EXERCISE BRIEF:
Go line by line through the data below, counting each one that has "bool", and give the final count only.

Saved data entries
use crate::store::{DataUpdate, DocumentUpdate, MutationBatch, ProcessActivation, ProcessStore};
use bpmncore::{
    DataContainer, DataDefinition, DataInstance, DataType, Document, EngineConstants,
    EvaluationContext, FlowNodeInstance, MessageInstance, ProcessDefinition, ProcessInstance,
    ProcessInstanceId, Result, Value, STRING_INDEX_SLOTS,
};
use std::collections::BTreeMap;

#[derive(Debug, Clone)]
pub struct DataSlot {
    pub container: DataContainer,
    pub data_type: DataType,
    pub value: Value,
    pub transient: bool,
    dirty: bool,
}

/// Values one operation batch reads and writes.
///
/// Writes stay pending until [`WorkingSet::into_batch`], and every read sees
/// the writes made earlier in the batch. Activity data shadows process data of
/// the same name.
pub struct WorkingSet {
    process_instance_id: ProcessInstanceId,
    data: BTreeMap<String, DataSlot>,
    /// Declared document names; `true` for lists
    declared_documents: BTreeMap<String, bool>,
    documents: BTreeMap<String, Vec<Document>>,
    document_updates: BTreeMap<String, DocumentUpdate>,
    string_indexes: [Option<String>; STRING_INDEX_SLOTS],
    string_indexes_dirty: bool,
    external_data: BTreeMap<String, Value>,
    messages: Vec<MessageInstance>,
    inputs: BTreeMap<String, Value>,
    constants: EngineConstants,
}

impl WorkingSet {
    fn empty(
        definition: &ProcessDefinition,
        process_instance_id: ProcessInstanceId,
        constants: EngineConstants,
    ) -> Self {
        Self {
            process_instance_id,
            data: BTreeMap::new(),
            declared_documents: definition
                .documents
                .iter()
                .map(|d| (d.name.clone(), d.multiple))
                .collect(),
            documents: BTreeMap::new(),
            document_updates: BTreeMap::new(),
            string_indexes: Default::default(),
            string_indexes_dirty: false,
            external_data: BTreeMap::new(),
            messages: Vec::new(),
            inputs: BTreeMap::new(),
            constants,
        }
    }

    /// Instance being started: process data declared but not yet stored
    pub fn for_new_instance(
        definition: &ProcessDefinition,
        process_instance_id: ProcessInstanceId,
        constants: EngineConstants,
        inputs: BTreeMap<String, Value>,
    ) -> Self {
        let mut set = Self::empty(definition, process_instance_id, constants);
        set.inputs = inputs;
        for data in &definition.data {
            set.declare(DataContainer::Process(process_instance_id), data);
        }
        set
    }

    /// Everything visible from a flow node of a running instance
    pub async fn for_flow_node(
        store: &dyn ProcessStore,
        definition: &ProcessDefinition,
        instance: &ProcessInstance,
        node: &FlowNodeInstance,
        constants: EngineConstants,
    ) -> Result<Self> {
        let mut set = Self::empty(definition, instance.id, constants);
        set.string_indexes = instance.string_indexes.clone();
        set.inputs = node.trigger_inputs.clone();

        let process_data = store.list_data(DataContainer::Process(instance.id)).await?;
        let activity_data = store.list_data(DataContainer::Activity(node.id)).await?;
        for data in process_data.into_iter().chain(activity_data) {
            set.data.insert(
                data.name.clone(),
                DataSlot {
                    container: data.container,
                    data_type: data.data_type,
                    value: data.value,
                    transient: data.transient,
                    dirty: false,
                },
            );
        }
        for (name, slot) in store.list_documents(instance.id).await? {
            set.documents.insert(name, slot.documents().to_vec());
        }
        Ok(set)
    }

    /// Adds a data slot holding null
    pub fn declare(&mut self, container: DataContainer, definition: &DataDefinition) {
        self.data.insert(
            definition.name.clone(),
            DataSlot {
                container,
                data_type: definition.data_type.clone(),
                value: Value::Null,
                transient: definition.transient,
                dirty: false,
            },
        );
    }

    pub fn process_instance_id(&self) -> ProcessInstanceId {
        self.process_instance_id
    }

    pub fn author(&self) -> bpmncore::UserId {
        self.constants.logged_user_id
    }

    pub fn slot(&self, name: &str) -> Option<&DataSlot> {
        self.data.get(name)
    }

    /// The caller checks the declared type
    pub fn set_data(&mut self, name: &str, value: Value) -> bool {
        match self.data.get_mut(name) {
            Some(slot) => {
                slot.value = value;
                slot.dirty = true;
                true
            }
            None => false,
        }
    }

    pub fn string_indexes(&self) -> &[Option<String>; STRING_INDEX_SLOTS] {
        &self.string_indexes
    }

    pub fn set_string_index(&mut self, position: usize, value: Option<String>) {
        if let Some(slot) = self.string_indexes.get_mut(position) {
            *slot = value;
            self.string_indexes_dirty = true;
        }
    }

    /// `Some(true)` for a document list, `None` when undeclared
    pub fn document_declaration(&self, name: &str) -> Option<bool> {
        self.declared_documents.get(name).copied()
    }

    pub fn set_document(&mut self, name: &str, document: Option<Document>) {
        self.documents
            .insert(name.to_string(), document.iter().cloned().collect());
        self.document_updates.insert(
            name.to_string(),
            DocumentUpdate::Set {
                process_instance_id: self.process_instance_id,
                name: name.to_string(),
                document,
            },
        );
    }

    pub fn set_document_list(&mut self, name: &str, documents: Vec<Document>) {
        self.documents.insert(name.to_string(), documents.clone());
        self.document_updates.insert(
            name.to_string(),
            DocumentUpdate::SetList {
                process_instance_id: self.process_instance_id,
                name: name.to_string(),
                documents,
            },
        );
    }

    pub fn set_external_data(&mut self, name: &str, value: Value) {
        self.external_data.insert(name.to_string(), value);
    }

    pub fn push_message(&mut self, message: MessageInstance) {
        self.messages.push(message);
    }

    /// Pending writes, ready for [`ProcessStore::commit_execution`]
    pub fn into_batch(self) -> MutationBatch {
        let process_instance_id = self.process_instance_id;
        MutationBatch {
            data: self
                .data
                .into_iter()
                .filter(|(_, slot)| slot.dirty)
                .map(|(name, slot)| DataUpdate {
                    container: slot.container,
                    name,
                    value: slot.value,
                })
                .collect(),
            string_indexes: self
                .string_indexes_dirty
                .then_some((process_instance_id, self.string_indexes)),
            documents: self.document_updates.into_values().collect(),
            external_data: self
                .external_data
                .into_iter()
                .map(|(name, value)| (process_instance_id, name, value))
                .collect(),
            messages: self.messages,
        }
    }

    /// Initial state of an instance built with [`WorkingSet::for_new_instance`]
    pub fn into_activation(self, nodes: Vec<FlowNodeInstance>) -> ProcessActivation {
        ProcessActivation {
            id: self.process_instance_id,
            data: self
                .data
                .into_iter()
                .map(|(name, slot)| {
                    let mut data = DataInstance::new(name, slot.container, slot.data_type, slot.value);
                    data.transient = slot.transient;
                    data
                })
                .collect(),
            documents: self.document_updates.into_values().collect(),
            string_indexes: self.string_indexes,
            nodes,
        }
    }
}

impl EvaluationContext for WorkingSet {
    fn data(&self, name: &str) -> Option<Value> {
        self.data.get(name).map(|slot| slot.value.clone())
    }

    fn input(&self, name: &str) -> Option<Value> {
        self.inputs.get(name).cloned()
    }

    fn documents(&self, name: &str) -> Option<Vec<Document>> {
        self.declared_documents.get(name)?;
        Some(self.documents.get(name).cloned().unwrap_or_default())
    }

    fn constants(&self) -> &EngineConstants {
        &self.constants
    }
}

#[cfg(test)]
mod tests {
    use super::*;

    fn constants() -> EngineConstants {
        EngineConstants {
            logged_user_id: 3,
            process_instance_id: 10,
            root_process_instance_id: 10,
            process_definition_id: Default::default(),
            process_initiator_id: 3,
            activity_instance_id: None,
            loop_counter: None,
            task_assignee_id: None,
        }
    }

    #[test]
    fn test_only_written_slots_reach_the_batch() {
        let definition = ProcessDefinition::new("p", "1.0")
            .with_data(DataDefinition::new("a", DataType::Long))
            .with_data(DataDefinition::new("b", DataType::Long));
        let mut set = WorkingSet::for_new_instance(&definition, 10, constants(), BTreeMap::new());

        assert!(set.set_data("b", Value::Long(2)));
        assert!(!set.set_data("missing", Value::Long(2)));
        assert_eq!(set.data("b"), Some(Value::Long(2)));

        let batch = set.into_batch();
        assert_eq!(batch.data.len(), 1);
        assert_eq!(batch.data[0].name, "b");
        assert!(batch.string_indexes.is_none());
    }

    #[test]
    fn test_declared_document_without_content_reads_empty() {
        let definition =
            ProcessDefinition::new("p", "1.0").with_document(bpmncore::DocumentDefinition::single("doc"));
        let set = WorkingSet::for_new_instance(&definition, 10, constants(), BTreeMap::new());
        assert_eq!(set.documents("doc"), Some(vec![]));
        assert_eq!(set.documents("other"), None);
    }
}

WRITTEN RESPONSE:
6